Polis memurları her gün, işe başlamadan önce toplantı odasında buluşurlar. Çavuş toplantı odasının en başındaki masasında oturur ve memurlara gelişmeleri aktarır. Kimin kiminle devriyeye çıkacağını söyler. Ortağı olanlar ortakları ile çıkar. Hangi ekibin, hangi bölgede aktif devriyesini sürdürmesi gerektiğini söyler. Yine böyle bir güne başlıyorum ve her zaman oturduğum sandalyeye oturmayı planlıyorum. Memurlar işe başlarken hangi sandalyeye oturursa, mesleği boyunca aynı sandalyede oturur. Hiç kimse bir başkasının oturduğu sandalyeye gözünü kestirmez çünkü herkes kendi yerini bilir. Bugün aramızda yeni yüzler var ve benim sandalyemde oturan bir kişi var. Onun yanına gidip "Oturduğun sandalye benim sandalyem. Şimdi kalk." demeyeceğim çünkü artık Polis Memuru III olarak görev yapıyorum. İtibarımı ve otoritemi korumak istiyorum. Yeni çocukları ilk iş gününde işlerinden soğutmak istemiyorum ve arkalardan boş bulduğum bir yere oturuyorum. Çok geçmeden çavuş odaya giriyor ve masasına oturuyor. Günaydın, falan fişmekan sohbetleri geçtikten sonra gözlerini odada gezdiriyor.

"Aranızda yeni kişiler var. Onlara yardımcı olmanızı istiyorum. İşin inceliklerini öğretin ve onlara gerekli ipuçlarını verin. Bazı memurları onlardan sorumlu yapacağım ve onlar olgun birer memur olana kadar bu böyle devam edecek. Dünkü seremonide terfi alanları tebrik ederim. Şimdi yeni katılanları tecrübeli birkaç memur ile eşleştirelim." diyor çavuş.

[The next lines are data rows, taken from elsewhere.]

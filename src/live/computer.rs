use crate::error::Result;
use crate::gate::QualityGateComputer;
use crate::live::{IssueCounter, MatrixLoader, MeasureMatrix};
use crate::store::DataStore;
use crate::types::*;

/// Recomputes the issue-derived measures of a component's ancestor chain
/// and the project's quality gate status, without re-running an analysis.
///
/// One `refresh` is one store transaction: either every touched measure,
/// `alert_status` and `quality_gate_details` become visible together, or
/// none does.
pub struct LiveMeasureComputer<'a> {
    store: &'a dyn DataStore,
}

impl<'a> LiveMeasureComputer<'a> {
    pub fn new(store: &'a dyn DataStore) -> LiveMeasureComputer<'a> {
        LiveMeasureComputer { store }
    }

    pub fn refresh(&self, component: &Component) -> Result<()> {
        let Some(last_analysis) = self.store.select_last_analysis(&component.project_uuid)? else {
            // project deleted concurrently
            tracing::debug!(
                "No analysis for project {}, skipping refresh of {}",
                component.project_uuid,
                component.uuid
            );
            return Ok(());
        };
        let leak_start = last_analysis.period_date;

        self.store.begin()?;
        match self.refresh_in_transaction(component, leak_start) {
            Ok(touched) => {
                self.store.commit()?;
                tracing::debug!(
                    "Refreshed {} live measures for {}",
                    touched,
                    component.uuid
                );
                Ok(())
            }
            Err(e) => {
                let _ = self.store.rollback();
                Err(e)
            }
        }
    }

    fn refresh_in_transaction(
        &self,
        component: &Component,
        leak_start: Option<i64>,
    ) -> Result<usize> {
        let mut matrix = MatrixLoader::new(self.store).load(component, &[])?;

        let chain = matrix.bottom_up_components().to_vec();
        for c in &chain {
            let groups = self.store.select_issue_groups(c, leak_start)?;
            let counter = IssueCounter::new(&groups);
            self.write_measures(&mut matrix, c, &counter)?;
            if leak_start.is_some() {
                self.write_leak_measures(&mut matrix, c, &counter)?;
            }
        }

        let touched: Vec<LiveMeasure> = matrix.touched().cloned().collect();
        for measure in &touched {
            self.store.insert_or_update_live_measure(measure)?;
        }

        let project = matrix.project();
        let project_measures: Vec<LiveMeasure> = touched
            .iter()
            .filter(|m| m.component_uuid == project.uuid)
            .cloned()
            .collect();
        QualityGateComputer::new(self.store).recalculate(project, &project_measures)?;

        Ok(touched.len())
    }

    /// Current-code measures, derived from the full issue population.
    fn write_measures(
        &self,
        matrix: &mut MeasureMatrix,
        c: &Component,
        counter: &IssueCounter<'_>,
    ) -> Result<()> {
        use crate::metrics::*;

        matrix.set_value(c, VIOLATIONS, counter.count_unresolved(false) as f64)?;
        matrix.set_value(
            c,
            BUGS,
            counter.count_unresolved_by_type(RuleType::Bug, false) as f64,
        )?;
        matrix.set_value(
            c,
            CODE_SMELLS,
            counter.count_unresolved_by_type(RuleType::CodeSmell, false) as f64,
        )?;
        matrix.set_value(
            c,
            VULNERABILITIES,
            counter.count_unresolved_by_type(RuleType::Vulnerability, false) as f64,
        )?;

        matrix.set_value(
            c,
            BLOCKER_VIOLATIONS,
            counter.count_unresolved_by_severity(Severity::Blocker, false) as f64,
        )?;
        matrix.set_value(
            c,
            CRITICAL_VIOLATIONS,
            counter.count_unresolved_by_severity(Severity::Critical, false) as f64,
        )?;
        matrix.set_value(
            c,
            MAJOR_VIOLATIONS,
            counter.count_unresolved_by_severity(Severity::Major, false) as f64,
        )?;
        matrix.set_value(
            c,
            MINOR_VIOLATIONS,
            counter.count_unresolved_by_severity(Severity::Minor, false) as f64,
        )?;
        matrix.set_value(
            c,
            INFO_VIOLATIONS,
            counter.count_unresolved_by_severity(Severity::Info, false) as f64,
        )?;

        matrix.set_value(
            c,
            FALSE_POSITIVE_ISSUES,
            counter.count_by_resolution(Some(resolutions::FALSE_POSITIVE), false) as f64,
        )?;
        matrix.set_value(
            c,
            WONT_FIX_ISSUES,
            counter.count_by_resolution(Some(resolutions::WONT_FIX), false) as f64,
        )?;

        matrix.set_value(
            c,
            OPEN_ISSUES,
            counter.count_by_status(statuses::OPEN, false) as f64,
        )?;
        matrix.set_value(
            c,
            REOPENED_ISSUES,
            counter.count_by_status(statuses::REOPENED, false) as f64,
        )?;
        matrix.set_value(
            c,
            CONFIRMED_ISSUES,
            counter.count_by_status(statuses::CONFIRMED, false) as f64,
        )?;

        matrix.set_value(
            c,
            TECHNICAL_DEBT,
            counter.effort_of_unresolved(RuleType::CodeSmell, false),
        )?;
        matrix.set_value(
            c,
            RELIABILITY_REMEDIATION_EFFORT,
            counter.effort_of_unresolved(RuleType::Bug, false),
        )?;
        matrix.set_value(
            c,
            SECURITY_REMEDIATION_EFFORT,
            counter.effort_of_unresolved(RuleType::Vulnerability, false),
        )?;

        matrix.set_rating_value(
            c,
            RELIABILITY_RATING,
            rating_by_severity(
                counter
                    .max_severity_of_unresolved(RuleType::Bug, false)
                    .unwrap_or(Severity::Info),
            ),
        )?;
        matrix.set_rating_value(
            c,
            SECURITY_RATING,
            rating_by_severity(
                counter
                    .max_severity_of_unresolved(RuleType::Vulnerability, false)
                    .unwrap_or(Severity::Info),
            ),
        )?;

        Ok(())
    }

    /// New-code counterparts, written as variations on the `new_` metrics.
    /// Only called when the project has a leak period.
    fn write_leak_measures(
        &self,
        matrix: &mut MeasureMatrix,
        c: &Component,
        counter: &IssueCounter<'_>,
    ) -> Result<()> {
        use crate::metrics::*;

        matrix.set_variation(c, NEW_VIOLATIONS, counter.count_unresolved(true) as f64)?;
        matrix.set_variation(
            c,
            NEW_BUGS,
            counter.count_unresolved_by_type(RuleType::Bug, true) as f64,
        )?;
        matrix.set_variation(
            c,
            NEW_CODE_SMELLS,
            counter.count_unresolved_by_type(RuleType::CodeSmell, true) as f64,
        )?;
        matrix.set_variation(
            c,
            NEW_VULNERABILITIES,
            counter.count_unresolved_by_type(RuleType::Vulnerability, true) as f64,
        )?;

        matrix.set_variation(
            c,
            NEW_BLOCKER_VIOLATIONS,
            counter.count_unresolved_by_severity(Severity::Blocker, true) as f64,
        )?;
        matrix.set_variation(
            c,
            NEW_CRITICAL_VIOLATIONS,
            counter.count_unresolved_by_severity(Severity::Critical, true) as f64,
        )?;
        matrix.set_variation(
            c,
            NEW_MAJOR_VIOLATIONS,
            counter.count_unresolved_by_severity(Severity::Major, true) as f64,
        )?;
        matrix.set_variation(
            c,
            NEW_MINOR_VIOLATIONS,
            counter.count_unresolved_by_severity(Severity::Minor, true) as f64,
        )?;
        matrix.set_variation(
            c,
            NEW_INFO_VIOLATIONS,
            counter.count_unresolved_by_severity(Severity::Info, true) as f64,
        )?;

        matrix.set_variation(
            c,
            NEW_FALSE_POSITIVE_ISSUES,
            counter.count_by_resolution(Some(resolutions::FALSE_POSITIVE), true) as f64,
        )?;
        matrix.set_variation(
            c,
            NEW_WONT_FIX_ISSUES,
            counter.count_by_resolution(Some(resolutions::WONT_FIX), true) as f64,
        )?;

        matrix.set_variation(
            c,
            NEW_OPEN_ISSUES,
            counter.count_by_status(statuses::OPEN, true) as f64,
        )?;
        matrix.set_variation(
            c,
            NEW_REOPENED_ISSUES,
            counter.count_by_status(statuses::REOPENED, true) as f64,
        )?;
        matrix.set_variation(
            c,
            NEW_CONFIRMED_ISSUES,
            counter.count_by_status(statuses::CONFIRMED, true) as f64,
        )?;

        matrix.set_variation(
            c,
            NEW_TECHNICAL_DEBT,
            counter.effort_of_unresolved(RuleType::CodeSmell, true),
        )?;
        matrix.set_variation(
            c,
            NEW_RELIABILITY_REMEDIATION_EFFORT,
            counter.effort_of_unresolved(RuleType::Bug, true),
        )?;
        matrix.set_variation(
            c,
            NEW_SECURITY_REMEDIATION_EFFORT,
            counter.effort_of_unresolved(RuleType::Vulnerability, true),
        )?;

        matrix.set_rating_variation(
            c,
            NEW_RELIABILITY_RATING,
            rating_by_severity(
                counter
                    .max_severity_of_unresolved(RuleType::Bug, true)
                    .unwrap_or(Severity::Info),
            ),
        )?;
        matrix.set_rating_variation(
            c,
            NEW_SECURITY_RATING,
            rating_by_severity(
                counter
                    .max_severity_of_unresolved(RuleType::Vulnerability, true)
                    .unwrap_or(Severity::Info),
            ),
        )?;

        Ok(())
    }
}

Masasının üzerindeki kağıtları karıştırıyor. Gözlerini tekrardan odanın içerisinde gezdiriyor. Gözlerini gezdirmeyi benim üzerimde bırakıyor ve konuşmaya başlıyor.

"Ne o, Memur Burfield? Arkalara atılmışsınız. Bakıyorum da yeni gelen bir kişi daha ilk günden sizin yerinizi almış."

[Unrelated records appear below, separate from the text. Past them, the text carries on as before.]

use std::collections::HashMap;

use serde::Serialize;

use crate::error::{Error, Result};
use crate::gate::ConditionEvaluator;
use crate::metrics::{ALERT_STATUS, QUALITY_GATE_DETAILS};
use crate::store::DataStore;
use crate::types::{Component, Level, LiveMeasure, Metric, QualityGateCondition};

/// Recomputes a project's quality gate after a refresh touched some of its
/// measures.
///
/// Conditions on touched metrics are re-evaluated and their level stored
/// on the measure; conditions on untouched metrics reuse the previously
/// stored level. A measure with no stored level counts as OK — a project
/// that was never gated before starts clean rather than failing.
pub struct QualityGateComputer<'a> {
    store: &'a dyn DataStore,
}

/// Payload of the `quality_gate_details` measure.
#[derive(Debug, Serialize)]
struct GateDetails {
    level: String,
    conditions: Vec<ConditionDetail>,
    #[serde(rename = "ignoredConditions")]
    ignored_conditions: bool,
}

#[derive(Debug, Serialize)]
struct ConditionDetail {
    metric: String,
    op: String,
    #[serde(skip_serializing_if = "Option::is_none")]
    warning: Option<String>,
    #[serde(skip_serializing_if = "Option::is_none")]
    error: Option<String>,
    #[serde(skip_serializing_if = "Option::is_none")]
    actual: Option<String>,
    level: String,
    #[serde(skip_serializing_if = "Option::is_none")]
    period: Option<i32>,
}

impl<'a> QualityGateComputer<'a> {
    pub fn new(store: &'a dyn DataStore) -> QualityGateComputer<'a> {
        QualityGateComputer { store }
    }

    pub fn recalculate(&self, project: &Component, modified: &[LiveMeasure]) -> Result<()> {
        let Some(gate) = self.store.select_quality_gate_for_project(&project.uuid)? else {
            return Ok(());
        };
        let conditions = self.store.select_conditions_for_gate(gate.id)?;

        let alert_metric = self.metric_by_key(ALERT_STATUS)?;
        let details_metric = self.metric_by_key(QUALITY_GATE_DETAILS)?;

        let modified_by_metric: HashMap<i64, &LiveMeasure> =
            modified.iter().map(|m| (m.metric_id, m)).collect();

        let mut preload_ids: Vec<i64> = conditions
            .iter()
            .map(|c| c.metric_id)
            .filter(|id| !modified_by_metric.contains_key(id))
            .collect();
        preload_ids.push(alert_metric.id);
        preload_ids.push(details_metric.id);
        preload_ids.sort_unstable();
        preload_ids.dedup();
        let untouched_by_metric: HashMap<i64, LiveMeasure> = self
            .store
            .select_live_measures(std::slice::from_ref(&project.uuid), &preload_ids)?
            .into_iter()
            .map(|m| (m.metric_id, m))
            .collect();

        let condition_metric_ids: Vec<i64> = conditions.iter().map(|c| c.metric_id).collect();
        let metrics_by_id: HashMap<i64, Metric> = self
            .store
            .select_metrics_by_ids(&condition_metric_ids)?
            .into_iter()
            .map(|m| (m.id, m))
            .collect();

        let mut global = Level::Ok;
        let mut ignored_conditions = false;
        let mut details = Vec::with_capacity(conditions.len());
        for condition in &conditions {
            let metric = metrics_by_id
                .get(&condition.metric_id)
                .ok_or_else(|| Error::MetricNotFound(condition.metric_id.to_string()))?;

            let (level, actual) = match modified_by_metric.get(&condition.metric_id) {
                Some(measure) => self.evaluate_touched(metric, condition, measure)?,
                None => {
                    ignored_conditions = true;
                    stored_level(condition, untouched_by_metric.get(&condition.metric_id))
                }
            };
            global = global.max(level);
            details.push(ConditionDetail {
                metric: metric.key.clone(),
                op: condition.operator.clone(),
                warning: condition.warning_threshold.clone(),
                error: condition.error_threshold.clone(),
                actual,
                level: level.as_str().to_string(),
                period: condition.period,
            });
        }

        tracing::debug!(
            "Quality gate '{}' recomputed for {}: {}",
            gate.name,
            project.uuid,
            global.as_str()
        );

        let mut alert = untouched_by_metric
            .get(&alert_metric.id)
            .cloned()
            .unwrap_or_else(|| LiveMeasure::new(&project.uuid, &project.uuid, alert_metric.id));
        alert.data = Some(global.as_str().to_string());
        self.store.insert_or_update_live_measure(&alert)?;

        let payload = GateDetails {
            level: global.as_str().to_string(),
            conditions: details,
            ignored_conditions,
        };
        let mut details_measure = untouched_by_metric
            .get(&details_metric.id)
            .cloned()
            .unwrap_or_else(|| LiveMeasure::new(&project.uuid, &project.uuid, details_metric.id));
        details_measure.data = Some(serde_json::to_string(&payload)?);
        self.store.insert_or_update_live_measure(&details_measure)?;

        Ok(())
    }

    /// Re-evaluates a condition on a measure modified by this refresh and
    /// persists the reached level on the measure itself.
    fn evaluate_touched(
        &self,
        metric: &Metric,
        condition: &QualityGateCondition,
        measure: &LiveMeasure,
    ) -> Result<(Level, Option<String>)> {
        let evaluation = ConditionEvaluator::evaluate(metric, condition, measure)?;
        let actual = evaluation.value.as_ref().map(ToString::to_string);

        let mut updated = measure.clone();
        updated.gate_status = Some(evaluation.level.as_str().to_string());
        updated.gate_text = actual.clone();
        self.store.update_live_measure(&updated)?;

        Ok((evaluation.level, actual))
    }

    fn metric_by_key(&self, key: &str) -> Result<Metric> {
        self.store
            .select_metric_by_key(key)?
            .ok_or_else(|| Error::MetricNotFound(key.to_string()))
    }
}

/// Level previously stored for a condition whose metric was not touched by
/// this refresh. A missing measure or a missing stored level reads as OK.
fn stored_level(
    condition: &QualityGateCondition,
    measure: Option<&LiveMeasure>,
) -> (Level, Option<String>) {
    let level = measure
        .and_then(|m| m.gate_status.as_deref())
        .and_then(Level::parse)
        .unwrap_or(Level::Ok);
    let actual = measure
        .and_then(|m| {
            if condition.period.is_some() {
                m.variation
            } else {
                m.value
            }
        })
        .map(format_number);
    (level, actual)
}

fn format_number(value: f64) -> String {
    if value.fract() == 0.0 {
        format!("{}", value as i64)
    } else {
        format!("{value}")
    }
}

#[cfg(test)]
mod tests {
    use super::*;
    use crate::metrics;
    use crate::store::SqliteStore;
    use crate::types::*;
    use serde_json::Value;
    use tempfile::TempDir;

    fn project() -> Component {
        Component {
            uuid: "P1".to_string(),
            project_uuid: "P1".to_string(),
            uuid_path: ".".to_string(),
            name: "project".to_string(),
            qualifier: ComponentType::Project,
        }
    }

    fn setup() -> (TempDir, SqliteStore) {
        let temp = TempDir::new().unwrap();
        let store = SqliteStore::new(temp.path().join("test.db")).unwrap();
        store.initialize().unwrap();
        store.create_component(&project()).unwrap();
        (temp, store)
    }

    fn bugs_gt_condition(store: &SqliteStore, warning: &str, error: &str) -> i64 {
        let bugs = store.select_metric_by_key(metrics::BUGS).unwrap().unwrap();
        let gate = store.create_quality_gate("Default").unwrap();
        store
            .create_gate_condition(&QualityGateCondition {
                id: 0,
                gate_id: gate.id,
                metric_id: bugs.id,
                operator: "GT".to_string(),
                warning_threshold: Some(warning.to_string()),
                error_threshold: Some(error.to_string()),
                period: None,
            })
            .unwrap();
        store.set_project_gate("P1", gate.id).unwrap();
        bugs.id
    }

    fn touched_bugs_measure(store: &SqliteStore, metric_id: i64, value: f64) -> LiveMeasure {
        let mut measure = LiveMeasure::new("P1", "P1", metric_id);
        measure.value = Some(value);
        store.insert_or_update_live_measure(&measure).unwrap();
        measure
    }

    fn alert_status(store: &SqliteStore) -> Option<String> {
        store
            .select_measure("P1", metrics::ALERT_STATUS)
            .unwrap()
            .and_then(|m| m.data)
    }

    #[test]
    fn test_no_gate_writes_nothing() {
        let (_temp, store) = setup();
        QualityGateComputer::new(&store)
            .recalculate(&project(), &[])
            .unwrap();
        assert_eq!(alert_status(&store), None);
    }

    #[test]
    fn test_touched_condition_levels() {
        let (_temp, store) = setup();
        let bugs_id = bugs_gt_condition(&store, "1", "2");

        for (value, expected) in [(0.0, "OK"), (2.0, "WARN"), (3.0, "ERROR")] {
            let measure = touched_bugs_measure(&store, bugs_id, value);
            QualityGateComputer::new(&store)
                .recalculate(&project(), &[measure])
                .unwrap();
            assert_eq!(alert_status(&store).as_deref(), Some(expected), "bugs={value}");
        }
    }

    #[test]
    fn test_touched_condition_persists_gate_status_on_measure() {
        let (_temp, store) = setup();
        let bugs_id = bugs_gt_condition(&store, "1", "2");
        let measure = touched_bugs_measure(&store, bugs_id, 3.0);

        QualityGateComputer::new(&store)
            .recalculate(&project(), &[measure])
            .unwrap();

        let stored = store.select_measure("P1", metrics::BUGS).unwrap().unwrap();
        assert_eq!(stored.gate_status.as_deref(), Some("ERROR"));
        assert_eq!(stored.gate_text.as_deref(), Some("3"));
    }

    #[test]
    fn test_untouched_condition_reads_stored_level_or_ok() {
        let (_temp, store) = setup();
        let bugs_id = bugs_gt_condition(&store, "1", "2");

        // Nothing touched, no stored measure: the condition reads as OK
        // and the payload flags the shortcut.
        QualityGateComputer::new(&store)
            .recalculate(&project(), &[])
            .unwrap();
        assert_eq!(alert_status(&store).as_deref(), Some("OK"));
        let details = store
            .select_measure("P1", metrics::QUALITY_GATE_DETAILS)
            .unwrap()
            .unwrap();
        let json: Value = serde_json::from_str(details.data.as_deref().unwrap()).unwrap();
        assert_eq!(json["ignoredConditions"], Value::Bool(true));

        // A stored WARN survives a refresh that does not touch bugs.
        let mut measure = LiveMeasure::new("P1", "P1", bugs_id);
        measure.value = Some(2.0);
        measure.gate_status = Some("WARN".to_string());
        store.insert_or_update_live_measure(&measure).unwrap();
        QualityGateComputer::new(&store)
            .recalculate(&project(), &[])
            .unwrap();
        assert_eq!(alert_status(&store).as_deref(), Some("WARN"));
    }

    #[test]
    fn test_details_payload_shape() {
        let (_temp, store) = setup();
        let bugs_id = bugs_gt_condition(&store, "1", "2");
        let measure = touched_bugs_measure(&store, bugs_id, 3.0);

        QualityGateComputer::new(&store)
            .recalculate(&project(), &[measure])
            .unwrap();

        let details = store
            .select_measure("P1", metrics::QUALITY_GATE_DETAILS)
            .unwrap()
            .unwrap();
        let json: Value = serde_json::from_str(details.data.as_deref().unwrap()).unwrap();
        assert_eq!(json["level"], "ERROR");
        assert_eq!(json["ignoredConditions"], Value::Bool(false));
        let condition = &json["conditions"][0];
        assert_eq!(condition["metric"], "bugs");
        assert_eq!(condition["op"], "GT");
        assert_eq!(condition["warning"], "1");
        assert_eq!(condition["error"], "2");
        assert_eq!(condition["actual"], "3");
        assert_eq!(condition["level"], "ERROR");
        assert!(condition.get("period").is_none());
    }

    #[test]
    fn test_duplicate_condition_metrics_share_one_preloaded_measure() {
        let (_temp, store) = setup();
        let bugs = store.select_metric_by_key(metrics::BUGS).unwrap().unwrap();
        let gate = store.create_quality_gate("Paranoid").unwrap();
        for (operator, error) in [("GT", "5"), ("EQ", "3")] {
            store
                .create_gate_condition(&QualityGateCondition {
                    id: 0,
                    gate_id: gate.id,
                    metric_id: bugs.id,
                    operator: operator.to_string(),
                    warning_threshold: None,
                    error_threshold: Some(error.to_string()),
                    period: None,
                })
                .unwrap();
        }
        store.set_project_gate("P1", gate.id).unwrap();

        let mut measure = LiveMeasure::new("P1", "P1", bugs.id);
        measure.value = Some(3.0);
        measure.gate_status = Some("ERROR".to_string());
        store.insert_or_update_live_measure(&measure).unwrap();

        // Both untouched conditions read the same stored measure.
        QualityGateComputer::new(&store)
            .recalculate(&project(), &[])
            .unwrap();
        assert_eq!(alert_status(&store).as_deref(), Some("ERROR"));
        let details = store
            .select_measure("P1", metrics::QUALITY_GATE_DETAILS)
            .unwrap()
            .unwrap();
        let json: Value = serde_json::from_str(details.data.as_deref().unwrap()).unwrap();
        assert_eq!(json["conditions"].as_array().unwrap().len(), 2);
    }

    #[test]
    fn test_global_level_is_max_over_conditions() {
        let (_temp, store) = setup();
        let bugs = store.select_metric_by_key(metrics::BUGS).unwrap().unwrap();
        let smells = store
            .select_metric_by_key(metrics::CODE_SMELLS)
            .unwrap()
            .unwrap();
        let gate = store.create_quality_gate("Strict").unwrap();
        for metric_id in [bugs.id, smells.id] {
            store
                .create_gate_condition(&QualityGateCondition {
                    id: 0,
                    gate_id: gate.id,
                    metric_id,
                    operator: "GT".to_string(),
                    warning_threshold: Some("1".to_string()),
                    error_threshold: Some("5".to_string()),
                    period: None,
                })
                .unwrap();
        }
        store.set_project_gate("P1", gate.id).unwrap();

        // bugs at WARN, code_smells at ERROR: global is ERROR.
        let bugs_measure = touched_bugs_measure(&store, bugs.id, 2.0);
        let smells_measure = touched_bugs_measure(&store, smells.id, 9.0);
        QualityGateComputer::new(&store)
            .recalculate(&project(), &[bugs_measure, smells_measure])
            .unwrap();
        assert_eq!(alert_status(&store).as_deref(), Some("ERROR"));
    }
}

Normalde insanların ne söylediklerini umursamam ama bu laf çok gücüme gidiyor. Sadece aptal bir şekilde gülümsüyorum ve önüme dönüyorum.

Çavuş sözüne ekleme yapıyor.

"O halde siz ikiniz çıkın. Bakalım nasıl gidecek? Devriyenizi Downtown bölgesinde sürdürün."

İkimiz de aynı anda kalkıyoruz ve garaja iniyoruz.

"Baştan anlaşalım ortak. İşime karışılmasını sevmiyorum. Eğer bir hatamı görürsen beni uyarmaya kalkma. Buna kızarım. Direkt olarak çavuşa beni şikayet et. Böylesi daha iyi."

Başını sallıyor. İsimliğinde McCliffton yazıyor. Yanakları tombul, saçları sarı. Gözlerinin altı mor ve dudakları küçücük. Kocaman gözleri var ve ben onu nedense rakuna benzetiyorum.